The protesters, led by Ewonka Selver, Ron Higgs and Devon Williams, began around dawn Tuesday, March 8, in front of the Kishco store downtown. Two pickup trucks parked in the road near the intersection of Black Crow Road were joined with a heavy chain through the trucks’ wheels and padlocked around the waists of men sitting in the truck beds.
By 9 a.m. March 8, more than 100 onlookers — many unable to get to work at the airport and businesses beyond the roadblock — had gathered and watched about 30 protesters holding signs while Selver, Williams and others their vented grievances over a sound system.
Among those protesting or supporting the protesters were former Premier Michael Misick and members of his Progressive National Party (PNP) who are under investigation for allegations of misconduct that in part resulted in the suspension of elected government and parts of the Constitution.That evening, the YCIUJE has alleged that “police in riot gear stormed the streets, beating and macing protestors.” Police have not responded a request from the fp to address that allegation.
Both LIME and PPC Ltd. reported incidents of vandalism to cellular and electrical service that caused outages early Tuesday. No connection between the protest and the vandalism has been alleged, but police are investigating. Also, roofing nails were scattered on the road being used to access the airport, but no one has been accused of that.

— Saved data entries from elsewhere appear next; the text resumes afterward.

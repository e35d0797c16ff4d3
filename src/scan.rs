// Copyright (C) 2025 FZI Forschungszentrum Informatik
// SPDX-License-Identifier: Apache-2.0
//! Instruction sequence scanners
//!
//! This module provides forward scans over instruction sequences recognizing
//! compiler generated idioms:
//!
//! * the [prologue] scanner determines where a function's prologue ends and
//!   where it saves the caller's registers,
//! * the [epilogue] scanner decides whether an address lies within a
//!   function's tear-down sequence and
//! * the [atomic] sequence scanner finds the addresses at which a
//!   load-reserved/store-conditional sequence may safely be interrupted.
//!
//! All scans are bounded by an instruction or address budget taken from the
//! [`DebugConfig`].

pub mod atomic;
pub mod epilogue;
pub mod error;
pub mod prologue;

#[cfg(test)]
mod tests;

pub use atomic::atomic_sequence_breakpoints;
pub use epilogue::{Epilogue, is_in_epilogue, scan_epilogue};
pub use error::Error;
pub use prologue::{PrologueCache, scan_prologue};

use crate::arch::Architecture;
use crate::config::DebugConfig;
use crate::target::{Memory, Symbols};

/// Determine the limit of a prologue scan for the function at `start`
///
/// The limit is the end of the prologue according to line information if
/// known, or `start` moved by the configured prologue limit otherwise. It never
/// exceeds `end`, e.g. the current pc of a frame.
pub fn limit<S: Symbols>(config: &DebugConfig, symbols: &mut S, start: u64, end: u64) -> u64 {
    symbols
        .prologue_end(start)
        .unwrap_or_else(|| start.saturating_add(config.prologue_limit))
        .min(end)
}

/// Skip the prologue of the function at `pc`
///
/// Returns the first address after the prologue of the function starting at
/// `pc`. If line information knows the prologue's end, the result is that
/// address but never below `pc`. Otherwise the function's prologue is scanned,
/// bounded by the function's end if known.
pub fn skip_prologue<A, M, S>(
    arch: &A,
    config: &DebugConfig,
    memory: &mut M,
    symbols: &mut S,
    pc: u64,
) -> Result<u64, Error<M::Error>>
where
    A: Architecture,
    M: Memory,
    S: Symbols,
{
    let function = symbols.find_function(pc);
    let start = function.as_ref().map(|f| f.start).unwrap_or(pc);
    if let Some(end) = symbols.prologue_end(start) {
        log::debug!("Prologue of {start:#x} ends at {end:#x} according to line information");
        return Ok(end.max(pc));
    }

    let end = function.map(|f| f.end).unwrap_or(u64::MAX);
    let limit = start.saturating_add(config.prologue_limit).min(end);
    scan_prologue(arch, config, memory, start, limit, None).map(|e| e.max(pc))
}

The roadblock has moved about 100 metres closer to the airport than where it began, where a backhoe was extended across Airport Road, still blocking traffic today.
PNP Leader Clayton Greene issued a statement urging protesters to continue their efforts, saying “we must use every avenue at our disposal to advise the tourist of the nature of this struggle and reassure them that our protest is not directed at them. I am sure that they will understand and will in most cases gladly suffer the inconvenience.”
Doug Parnell, leader of the opposition People's Democratic Movement, said he was against the protest that threatens the tourism industry, the only thing keeping the country's economy afloat at this time.